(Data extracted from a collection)
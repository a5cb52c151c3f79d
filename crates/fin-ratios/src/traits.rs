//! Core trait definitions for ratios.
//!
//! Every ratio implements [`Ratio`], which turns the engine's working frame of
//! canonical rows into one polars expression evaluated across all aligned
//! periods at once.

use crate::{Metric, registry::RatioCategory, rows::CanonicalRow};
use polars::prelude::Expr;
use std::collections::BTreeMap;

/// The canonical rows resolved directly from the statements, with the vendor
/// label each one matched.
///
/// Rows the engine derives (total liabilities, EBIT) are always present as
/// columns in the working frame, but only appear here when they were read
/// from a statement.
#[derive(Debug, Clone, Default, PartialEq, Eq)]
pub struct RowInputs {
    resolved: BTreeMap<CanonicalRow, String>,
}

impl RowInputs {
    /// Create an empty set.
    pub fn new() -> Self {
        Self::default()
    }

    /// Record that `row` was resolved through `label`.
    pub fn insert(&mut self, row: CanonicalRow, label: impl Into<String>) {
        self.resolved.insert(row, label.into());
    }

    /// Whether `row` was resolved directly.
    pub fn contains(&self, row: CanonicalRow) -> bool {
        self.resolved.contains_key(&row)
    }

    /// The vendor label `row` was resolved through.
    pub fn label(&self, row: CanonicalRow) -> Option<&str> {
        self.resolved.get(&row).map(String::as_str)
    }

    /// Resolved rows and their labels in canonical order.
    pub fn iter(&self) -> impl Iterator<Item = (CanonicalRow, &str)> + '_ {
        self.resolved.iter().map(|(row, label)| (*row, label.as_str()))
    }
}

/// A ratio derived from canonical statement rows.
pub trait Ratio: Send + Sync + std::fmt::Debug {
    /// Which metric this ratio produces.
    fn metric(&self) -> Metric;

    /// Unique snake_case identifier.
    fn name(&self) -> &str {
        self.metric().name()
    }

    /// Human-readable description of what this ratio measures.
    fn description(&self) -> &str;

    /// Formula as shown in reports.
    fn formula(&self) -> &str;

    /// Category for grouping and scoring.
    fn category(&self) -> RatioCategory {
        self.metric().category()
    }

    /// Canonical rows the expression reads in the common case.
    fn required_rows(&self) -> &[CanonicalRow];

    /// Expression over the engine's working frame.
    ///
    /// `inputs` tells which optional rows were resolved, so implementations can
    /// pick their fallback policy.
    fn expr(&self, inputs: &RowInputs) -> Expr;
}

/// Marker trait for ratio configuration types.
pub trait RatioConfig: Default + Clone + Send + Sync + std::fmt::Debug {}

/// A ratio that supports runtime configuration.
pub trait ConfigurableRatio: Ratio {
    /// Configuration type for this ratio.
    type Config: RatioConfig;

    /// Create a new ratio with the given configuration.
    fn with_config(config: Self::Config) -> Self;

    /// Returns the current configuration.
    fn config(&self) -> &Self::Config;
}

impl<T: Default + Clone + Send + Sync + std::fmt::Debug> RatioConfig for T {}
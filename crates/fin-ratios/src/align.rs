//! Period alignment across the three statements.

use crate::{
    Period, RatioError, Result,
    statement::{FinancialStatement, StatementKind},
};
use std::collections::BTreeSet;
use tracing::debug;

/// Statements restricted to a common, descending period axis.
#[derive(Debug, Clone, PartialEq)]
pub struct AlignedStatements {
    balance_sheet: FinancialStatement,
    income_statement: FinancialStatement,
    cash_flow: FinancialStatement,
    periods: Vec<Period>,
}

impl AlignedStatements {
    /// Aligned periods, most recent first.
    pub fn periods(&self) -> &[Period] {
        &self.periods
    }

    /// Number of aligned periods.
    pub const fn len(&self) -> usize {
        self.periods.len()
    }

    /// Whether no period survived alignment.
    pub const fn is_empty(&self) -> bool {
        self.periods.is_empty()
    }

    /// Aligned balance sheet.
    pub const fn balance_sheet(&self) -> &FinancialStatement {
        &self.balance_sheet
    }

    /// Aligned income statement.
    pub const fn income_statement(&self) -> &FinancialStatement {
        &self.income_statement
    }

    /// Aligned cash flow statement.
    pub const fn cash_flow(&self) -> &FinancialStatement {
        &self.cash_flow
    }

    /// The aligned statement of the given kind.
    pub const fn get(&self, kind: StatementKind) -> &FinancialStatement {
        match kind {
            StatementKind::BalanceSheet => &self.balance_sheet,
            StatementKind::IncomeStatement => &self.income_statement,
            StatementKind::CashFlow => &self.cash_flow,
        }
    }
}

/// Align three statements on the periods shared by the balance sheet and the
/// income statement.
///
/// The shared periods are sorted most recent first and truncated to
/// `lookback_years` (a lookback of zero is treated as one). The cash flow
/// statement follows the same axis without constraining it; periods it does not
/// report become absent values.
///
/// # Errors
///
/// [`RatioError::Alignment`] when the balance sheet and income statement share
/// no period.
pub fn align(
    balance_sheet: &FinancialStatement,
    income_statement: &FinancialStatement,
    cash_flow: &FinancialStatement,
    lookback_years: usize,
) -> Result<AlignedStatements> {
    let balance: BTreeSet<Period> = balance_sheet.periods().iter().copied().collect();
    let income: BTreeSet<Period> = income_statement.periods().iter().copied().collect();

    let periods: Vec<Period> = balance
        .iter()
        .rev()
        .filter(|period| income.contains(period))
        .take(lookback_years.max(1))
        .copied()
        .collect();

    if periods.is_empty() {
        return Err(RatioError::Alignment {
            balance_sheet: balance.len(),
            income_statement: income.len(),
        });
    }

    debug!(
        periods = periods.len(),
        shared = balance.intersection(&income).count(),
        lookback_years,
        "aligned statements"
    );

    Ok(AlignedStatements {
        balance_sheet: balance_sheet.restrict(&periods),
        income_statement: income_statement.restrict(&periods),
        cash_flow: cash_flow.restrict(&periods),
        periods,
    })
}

> **REQUIRED WORK**: Please retype the data exactly as it stands, from its first line down to the line that contains "from a statement.", then stop.

> **RESULT FOR THIS TASK**:
repository a5cb52c151c3f79d
filename crates/fin-ratios/src/traits.rs
//! Core trait definitions for ratios.
//!
//! Every ratio implements [`Ratio`], which turns the engine's working frame of
//! canonical rows into one polars expression evaluated across all aligned
//! periods at once.

use crate::{Metric, registry::RatioCategory, rows::CanonicalRow};
use polars::prelude::Expr;
use std::collections::BTreeMap;

/// The canonical rows resolved directly from the statements, with the vendor
/// label each one matched.
///
/// Rows the engine derives (total liabilities, EBIT) are always present as
/// columns in the working frame, but only appear here when they were read
/// from a statement.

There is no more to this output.